Since Edward Jenner first created the smallpox vaccine in 1796, vaccines have continually proven to be critical to the health of humans worldwide. Since 2006, we even an HPV vaccine that can prevent certain cancers! Currently, the US licenses vaccines for 27 different diseases and according to a recent report from the Pharmaceutical Research and Manufacturers of America (PhRMA), 2013 Medicines in Development: Biologics, there are 134 vaccines for infectious diseases in human clinical trials or under review by the US Food and Drug Administration.

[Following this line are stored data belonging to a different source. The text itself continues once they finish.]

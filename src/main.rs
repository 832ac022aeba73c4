use std::path::{Path, PathBuf};

use anyhow::{Context, Result};
use clap::{Parser, Subcommand};
use topic_clusters::corpus::{self, CorpusFormat};
use topic_clusters::evaluate::evaluate;
use topic_clusters::{Comment, ModelConfig, TopicModel};

/// Discover topics in a comment corpus and cluster comments by topic.
#[derive(Parser, Debug)]
#[command(version, about, long_about = None)]
struct Args {
    #[command(subcommand)]
    command: Command,
    #[clap(short, long, global = true, help = "Corpus format: text, json or mbox. Defaults to the file extension.")]
    format: Option<CorpusFormat>,
    #[clap(short = 'k', long, global = true, help = "Fixed number of topics. If not specified, a range is searched for the best log-likelihood.")]
    topics: Option<usize>,
    #[clap(short, long, global = true, help = "JSON model configuration file")]
    config: Option<PathBuf>,
    #[clap(short, long, global = true, help = "Print top words for every fitted candidate")]
    verbose: bool,
    #[clap(long, global = true, help = "Fit candidate topic counts in parallel")]
    parallel: bool,
}

#[derive(Subcommand, Debug)]
enum Command {
    /// Train a model on a corpus and save it
    Train {
        path: PathBuf,
        #[clap(short, long)]
        output: PathBuf,
    },
    /// Train on a corpus and print its topic clusters
    Cluster {
        path: PathBuf,
        #[clap(short = 'n', long, default_value_t = 8, help = "Top words shown per topic")]
        words: usize,
    },
    /// Label each document of a corpus with a saved model's most likely topic
    Identify { model: PathBuf, path: PathBuf },
    /// Print the top words of a saved model's topics
    Topics {
        model: PathBuf,
        #[clap(short = 'n', long, default_value_t = 8)]
        words: usize,
    },
    /// Score clustering against hand-clustered examples (JSON array of clusters)
    Eval { path: PathBuf },
}

fn main() -> Result<()> {
    tracing_subscriber::fmt()
        .with_env_filter(
            tracing_subscriber::EnvFilter::try_from_default_env()
                .unwrap_or_else(|_| tracing_subscriber::EnvFilter::new("topic_clusters=info")),
        )
        .with_writer(std::io::stderr)
        .init();

    let args = Args::parse();
    let config = build_config(&args)?;
    let format = args.format;

    match &args.command {
        Command::Train { path, output } => {
            let comments = load_corpus(path, format)?;
            let model = TopicModel::new(config)?;
            let snapshot = model.train(&comments)?;
            model.save(output)?;
            println!(
                "✅ Trained {} topics on {} documents (log-likelihood {:.1})",
                snapshot.n_topics(),
                comments.len(),
                snapshot.log_likelihood()
            );
            println!("Model file: {}", output.display());
        }
        Command::Cluster { path, words } => {
            let comments = load_corpus(path, format)?;
            let model = TopicModel::new(config)?;
            let clusters = model.cluster(&comments)?;
            for (topic, members) in clusters.iter().enumerate() {
                println!("📊 Topic {} ({} documents)", topic, members.len());
                println!("   {}", model.top_words(topic, *words)?.join(" | "));
                for comment in members {
                    println!("   - {}", preview(&comment.body, 100));
                }
                println!();
            }
        }
        Command::Identify { model, path } => {
            let model = TopicModel::load(model, config)
                .with_context(|| format!("loading model {}", model.display()))?;
            let comments = load_corpus(path, format)?;
            for label in model.identify(&comments)? {
                println!(
                    "{}\t{:.3}\t{}",
                    label.topic,
                    label.probability,
                    preview(&label.document.body, 80)
                );
            }
        }
        Command::Topics { model, words } => {
            let model = TopicModel::load(model, config)
                .with_context(|| format!("loading model {}", model.display()))?;
            if let Some(snapshot) = model.snapshot() {
                println!(
                    "{} topics over {} terms, trained {}",
                    snapshot.n_topics(),
                    snapshot.vocabulary().len(),
                    snapshot.trained_at().format("%Y-%m-%d %H:%M:%S UTC")
                );
            }
            for summary in model.topic_summaries(*words)? {
                println!("{}", summary);
            }
        }
        Command::Eval { path } => {
            let (comments, labels) = corpus::load_labeled(path)
                .with_context(|| format!("loading labeled examples {}", path.display()))?;
            let model = TopicModel::new(config)?;
            println!("{}", evaluate(&model, &comments, &labels)?);
        }
    }

    Ok(())
}

fn build_config(args: &Args) -> Result<ModelConfig> {
    let mut config = match &args.config {
        Some(path) => ModelConfig::from_file(path)
            .with_context(|| format!("reading config {}", path.display()))?,
        None => ModelConfig::default(),
    };
    if let Some(topics) = args.topics {
        config.n_topics = Some(topics);
    }
    config.verbose |= args.verbose;
    config.selection.parallel |= args.parallel;
    config.selection.progress = true;
    config.validate()?;
    Ok(config)
}

fn load_corpus(path: &Path, format: Option<CorpusFormat>) -> Result<Vec<Comment>> {
    let format = format.unwrap_or_else(|| CorpusFormat::from_path(path));
    let comments = corpus::load(path, format)
        .with_context(|| format!("loading corpus {}", path.display()))?;
    if comments.is_empty() {
        anyhow::bail!("No documents found in {}", path.display());
    }
    Ok(comments)
}

/// First line of `body`, cut to `max` characters.
fn preview(body: &str, max: usize) -> String {
    let line = body.lines().next().unwrap_or("");
    if line.chars().count() > max {
        let cut: String = line.chars().take(max).collect();
        format!("{}…", cut)
    } else {
        line.to_string()
    }
}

Included among these vaccine candidates are HIV prevention vaccines in Phase II clinical trials as well as various next generation versions of current vaccines, such as those to prevent tetanus, diphtheria, and pertussis. There are also several different influenza vaccines in development–most for the 2013-14 flu season–but some are also for longer lasting vaccines that could eliminate the need for annual influenza vaccination. Some of these new candidates will be presented and discussed during the 16th Annual Conference on Vaccine Research scheduled for April 22-24, 2013 in Baltimore, MD.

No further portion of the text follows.